Connecting consumers to each other through their CE devices in a simple, easy-to-understand way is an idea whose time has come, according to Fumio Ohtsubo, president and CEO of Panasonic AVC Networks Company.

In his keynote address during International CES earlier this month, Ohtsubo, who is also senior managing director and board member of parent Matsushita Electric Industrial, said LifeStream by Panasonic, “will translate into new products, services and solutions for the customer … and new sources of excitement, revenue and profit for our retailers. We must develop products from a human perspective.”

Initially, Panasonic is focusing on using SD flash memory cards as the primary method of making content available to A/V and computing devices. SD cards are not only used in portable products, but Panasonic is placing them more frequently in LCD TVs and DVD players, said Reid Sullivan, VP of Panasonic Consumer Electronics, who joined Ohtsubo during the keynote.

The ubiquitous use of SD tied to newly redesigned graphical user interfaces will help consumers understand, enjoy and operate Panasonic products, Sullivan said.
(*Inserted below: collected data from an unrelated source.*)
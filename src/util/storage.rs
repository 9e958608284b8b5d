//! Key-value storage adapters and JSON helpers.
//!
//! SYSTEM CONTEXT
//! ==============
//! The favorites store only talks to [`KeyValueStorage`]. In the browser the
//! adapter is `localStorage`; tests use [`MemoryStorage`], which can also be
//! told to fail so degraded paths are exercised without a browser.

#[cfg(test)]
#[path = "storage_test.rs"]
mod storage_test;

use std::cell::{Cell, RefCell};
use std::collections::HashMap;
use std::rc::Rc;

use serde::Serialize;
use serde::de::DeserializeOwned;

#[derive(Clone, Debug, PartialEq, Eq, thiserror::Error)]
pub enum StorageError {
    /// No storage backend exists (no window, storage disabled by the user).
    #[error("storage unavailable")]
    Unavailable,
    #[error("storage read failed: {0}")]
    Read(String),
    /// Includes quota exceeded.
    #[error("storage write failed: {0}")]
    Write(String),
    #[error("stored value is malformed: {0}")]
    Malformed(String),
    #[error("value could not be serialized: {0}")]
    Serialize(String),
}

/// Minimal string key-value store with `localStorage` semantics.
pub trait KeyValueStorage {
    /// # Errors
    ///
    /// Fails when the backend cannot be reached or read.
    fn get_item(&self, key: &str) -> Result<Option<String>, StorageError>;

    /// # Errors
    ///
    /// Fails when the backend rejects the write.
    fn set_item(&self, key: &str, value: &str) -> Result<(), StorageError>;

    /// # Errors
    ///
    /// Fails when the backend cannot be reached.
    fn remove_item(&self, key: &str) -> Result<(), StorageError>;
}

impl<S: KeyValueStorage + ?Sized> KeyValueStorage for Rc<S> {
    fn get_item(&self, key: &str) -> Result<Option<String>, StorageError> {
        (**self).get_item(key)
    }

    fn set_item(&self, key: &str, value: &str) -> Result<(), StorageError> {
        (**self).set_item(key, value)
    }

    fn remove_item(&self, key: &str) -> Result<(), StorageError> {
        (**self).remove_item(key)
    }
}

/// Load and decode a JSON value stored under `key`.
///
/// `Ok(None)` means the key is absent.
///
/// # Errors
///
/// Propagates backend failures and reports undecodable values as
/// [`StorageError::Malformed`].
pub fn load_json<T: DeserializeOwned>(storage: &impl KeyValueStorage, key: &str) -> Result<Option<T>, StorageError> {
    let Some(raw) = storage.get_item(key)? else {
        return Ok(None);
    };
    serde_json::from_str(&raw)
        .map(Some)
        .map_err(|e| StorageError::Malformed(e.to_string()))
}

/// Encode `value` as JSON and store it under `key`.
///
/// # Errors
///
/// Propagates backend failures and serializer failures.
pub fn save_json<T: Serialize + ?Sized>(storage: &impl KeyValueStorage, key: &str, value: &T) -> Result<(), StorageError> {
    let raw = serde_json::to_string(value).map_err(|e| StorageError::Serialize(e.to_string()))?;
    storage.set_item(key, &raw)
}

/// In-process storage. Clones share the same map, so two stores built over
/// clones behave like two page loads over one browser profile.
#[derive(Clone, Debug, Default)]
pub struct MemoryStorage {
    items: Rc<RefCell<HashMap<String, String>>>,
    fail_reads: Rc<Cell<bool>>,
    fail_writes: Rc<Cell<bool>>,
}

impl MemoryStorage {
    pub fn new() -> Self {
        Self::default()
    }

    /// Make every subsequent read fail with [`StorageError::Read`].
    pub fn set_fail_reads(&self, fail: bool) {
        self.fail_reads.set(fail);
    }

    /// Make every subsequent write or remove fail with [`StorageError::Write`].
    pub fn set_fail_writes(&self, fail: bool) {
        self.fail_writes.set(fail);
    }

    /// Raw stored value, bypassing failure injection.
    pub fn raw(&self, key: &str) -> Option<String> {
        self.items.borrow().get(key).cloned()
    }

    /// Store a raw value, bypassing failure injection.
    pub fn insert_raw(&self, key: &str, value: &str) {
        self.items.borrow_mut().insert(key.to_owned(), value.to_owned());
    }
}

impl KeyValueStorage for MemoryStorage {
    fn get_item(&self, key: &str) -> Result<Option<String>, StorageError> {
        if self.fail_reads.get() {
            return Err(StorageError::Read("injected read failure".to_owned()));
        }
        Ok(self.raw(key))
    }

    fn set_item(&self, key: &str, value: &str) -> Result<(), StorageError> {
        if self.fail_writes.get() {
            return Err(StorageError::Write("quota exceeded".to_owned()));
        }
        self.insert_raw(key, value);
        Ok(())
    }

    fn remove_item(&self, key: &str) -> Result<(), StorageError> {
        if self.fail_writes.get() {
            return Err(StorageError::Write("injected remove failure".to_owned()));
        }
        self.items.borrow_mut().remove(key);
        Ok(())
    }
}

/// Browser `localStorage`. The handle is looked up on every call so a page
/// that disables storage mid-session degrades instead of holding a stale one.
#[cfg(feature = "hydrate")]
#[derive(Clone, Copy, Debug, Default)]
pub struct LocalStorage;

#[cfg(feature = "hydrate")]
impl LocalStorage {
    fn handle() -> Result<web_sys::Storage, StorageError> {
        let window = web_sys::window().ok_or(StorageError::Unavailable)?;
        window
            .local_storage()
            .map_err(|e| StorageError::Read(crate::util::dom::js_error_message(&e)))?
            .ok_or(StorageError::Unavailable)
    }
}

#[cfg(feature = "hydrate")]
impl KeyValueStorage for LocalStorage {
    fn get_item(&self, key: &str) -> Result<Option<String>, StorageError> {
        Self::handle()?
            .get_item(key)
            .map_err(|e| StorageError::Read(crate::util::dom::js_error_message(&e)))
    }

    fn set_item(&self, key: &str, value: &str) -> Result<(), StorageError> {
        Self::handle()?
            .set_item(key, value)
            .map_err(|e| StorageError::Write(crate::util::dom::js_error_message(&e)))
    }

    fn remove_item(&self, key: &str) -> Result<(), StorageError> {
        Self::handle()?
            .remove_item(key)
            .map_err(|e| StorageError::Write(crate::util::dom::js_error_message(&e)))
    }
}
To show what the SD cards’ small size enables, Sullivan showed the audience a Panasonic AV-100 digital camcorder. It is about the size of a deck of cards and comes with a 512MB SD card. This can hold 20 minutes of DVD-quality video or over four hours of MPEG4, Sullivan said.

Also tying everything together will be a much more powerful version of power-line-based home networking that Panasonic calls Power Line Communications (PLC), said Dr. Paul Liao, Panasonic’s chief technology officer. He demonstrated a power-line network that he said could transmit data at 170MB-per-second or more than 10 times the current rate.

Liao said that this improvement would allow multiple streams of HD programming to be networked in a home over a single electrical wire. And by using a home’s electric grid, it greatly simplifies the consumer’s task of installing the network, one of LifeStream’s primary tasks.

The company is now working on a specification with the HomePlug Association that may result in it being set by this summer, with PLC-based products to become available in late 2004.

“LifeStream — this new level of connectivity promises a new era for our industry. It enables our industry to provide what consumers are truly looking for: simplicity, ease of use and freedom,” Ohtsubo said.

And he added, “LifeStream, our networking vision, will help people connect. And ensure that our products connect. But it can do something even bigger. It can help us connect to one another.”